Prompt ▸ Among the lines of the records, find all that carry the word "super" and copy them.

Records drawn from a dataset:
□ □ □
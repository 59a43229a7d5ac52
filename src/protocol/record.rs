//! Complete record assembly.
//!
//! Records are appended to a caller-owned [`BytesMut`] so one buffer can be
//! reused for every record sent on a connection.
//!
//! # Example
//!
//! ```
//! use bytes::BytesMut;
//! use fcgi_client::protocol::{put_record, RecordType, HEADER_SIZE};
//!
//! let mut buf = BytesMut::new();
//! put_record(&mut buf, RecordType::Stdin, 1, b"body", false);
//! assert_eq!(buf.len(), HEADER_SIZE + 4);
//! ```

use bytes::{BufMut, BytesMut};
use serde::{Deserialize, Serialize};

use super::begin_request::{BeginRequestBody, Role, BEGIN_REQUEST_BODY_SIZE};
use super::params::{encode_length_into, NameValueEncoding, ParamsLengths};
use super::wire_format::{padding_for, Header, RecordType, HEADER_SIZE, MAX_CONTENT_LENGTH};

/// Size of a complete begin-request record.
pub const BEGIN_REQUEST_RECORD_SIZE: usize = HEADER_SIZE + BEGIN_REQUEST_BODY_SIZE;

const ZERO_PADDING: [u8; 8] = [0u8; 8];

/// Layout choices applied when records are assembled.
#[derive(Debug, Clone, Copy, PartialEq, Eq, Default, Serialize, Deserialize)]
#[serde(default)]
pub struct RecordLayout {
    /// Name/value pair layout inside params records.
    pub params_encoding: NameValueEncoding,
    /// Pad every record's content to an 8-byte boundary.
    pub align_padding: bool,
}

/// Narrow a length to the 16-bit header field, masking off the high bits.
///
/// Truncation is not rejected; a warning is logged and the masked value is
/// what goes on the wire.
pub fn narrow_u16(value: usize, field: &'static str) -> u16 {
    if value > MAX_CONTENT_LENGTH {
        tracing::warn!(
            "{} {} exceeds 16 bits, truncated to {}",
            field,
            value,
            value & MAX_CONTENT_LENGTH
        );
    }
    (value & MAX_CONTENT_LENGTH) as u16
}

/// Encode a begin-request record (header + body).
pub fn begin_request_record(
    role: Role,
    keep_alive: bool,
    request_id: u16,
) -> [u8; BEGIN_REQUEST_RECORD_SIZE] {
    let header = Header::new(
        RecordType::BeginRequest,
        BEGIN_REQUEST_BODY_SIZE as u16,
        request_id,
    );
    let mut buf = [0u8; BEGIN_REQUEST_RECORD_SIZE];
    header.encode_into(&mut buf[..HEADER_SIZE]);
    buf[HEADER_SIZE..].copy_from_slice(&BeginRequestBody::new(role, keep_alive).encode());
    buf
}

/// Encode the empty params record that terminates the params stream.
pub fn params_end_record(request_id: u16) -> [u8; HEADER_SIZE] {
    Header::new(RecordType::Params, 0, request_id).encode()
}

/// Append a header for `content_length` bytes, returning the padding owed.
fn put_header(
    buf: &mut BytesMut,
    record_type: RecordType,
    request_id: u16,
    content_length: usize,
    align_padding: bool,
) -> u8 {
    let content_length = narrow_u16(content_length, "content_length");
    let padding = if align_padding {
        padding_for(content_length as usize)
    } else {
        0
    };
    let header = Header::new(record_type, content_length, request_id).with_padding(padding);
    buf.put_slice(&header.encode());
    padding
}

/// Append a complete record: header, `content`, and padding if requested.
pub fn put_record(
    buf: &mut BytesMut,
    record_type: RecordType,
    request_id: u16,
    content: &[u8],
    align_padding: bool,
) {
    buf.reserve(HEADER_SIZE + content.len() + ZERO_PADDING.len());
    let padding = put_header(buf, record_type, request_id, content.len(), align_padding);
    buf.put_slice(content);
    buf.put_slice(&ZERO_PADDING[..padding as usize]);
}

/// Append a params record carrying a single name/value pair.
///
/// # Example
///
/// ```
/// use bytes::BytesMut;
/// use fcgi_client::protocol::{put_param, RecordLayout};
///
/// let mut buf = BytesMut::new();
/// put_param(&mut buf, b"A", b"B", 1, RecordLayout::default());
/// assert_eq!(
///     &buf[..],
///     &[1, 4, 0, 1, 0, 2, 0, 0, 0x80, 0, 0, 1, 0x80, 0, 0, 1, b'A', b'B']
/// );
/// ```
pub fn put_param(
    buf: &mut BytesMut,
    name: &[u8],
    value: &[u8],
    request_id: u16,
    layout: RecordLayout,
) {
    let encoding = layout.params_encoding;
    buf.reserve(HEADER_SIZE + encoding.pair_len(name.len(), value.len()) + ZERO_PADDING.len());

    let padding = put_header(
        buf,
        RecordType::Params,
        request_id,
        encoding.content_length(name.len(), value.len()),
        layout.align_padding,
    );
    match encoding {
        NameValueEncoding::Legacy => {
            buf.put_slice(&ParamsLengths::new(name.len() as u32, value.len() as u32).encode())
        }
        NameValueEncoding::Standard => {
            encode_length_into(name.len(), encoding, buf);
            encode_length_into(value.len(), encoding, buf);
        }
    }
    buf.put_slice(name);
    buf.put_slice(value);
    buf.put_slice(&ZERO_PADDING[..padding as usize]);
}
□ □ □
Task response ▸
use super::begin_request::{BeginRequestBody, Role, BEGIN_REQUEST_BODY_SIZE};
use super::params::{encode_length_into, NameValueEncoding, ParamsLengths};
use super::wire_format::{padding_for, Header, RecordType, HEADER_SIZE, MAX_CONTENT_LENGTH};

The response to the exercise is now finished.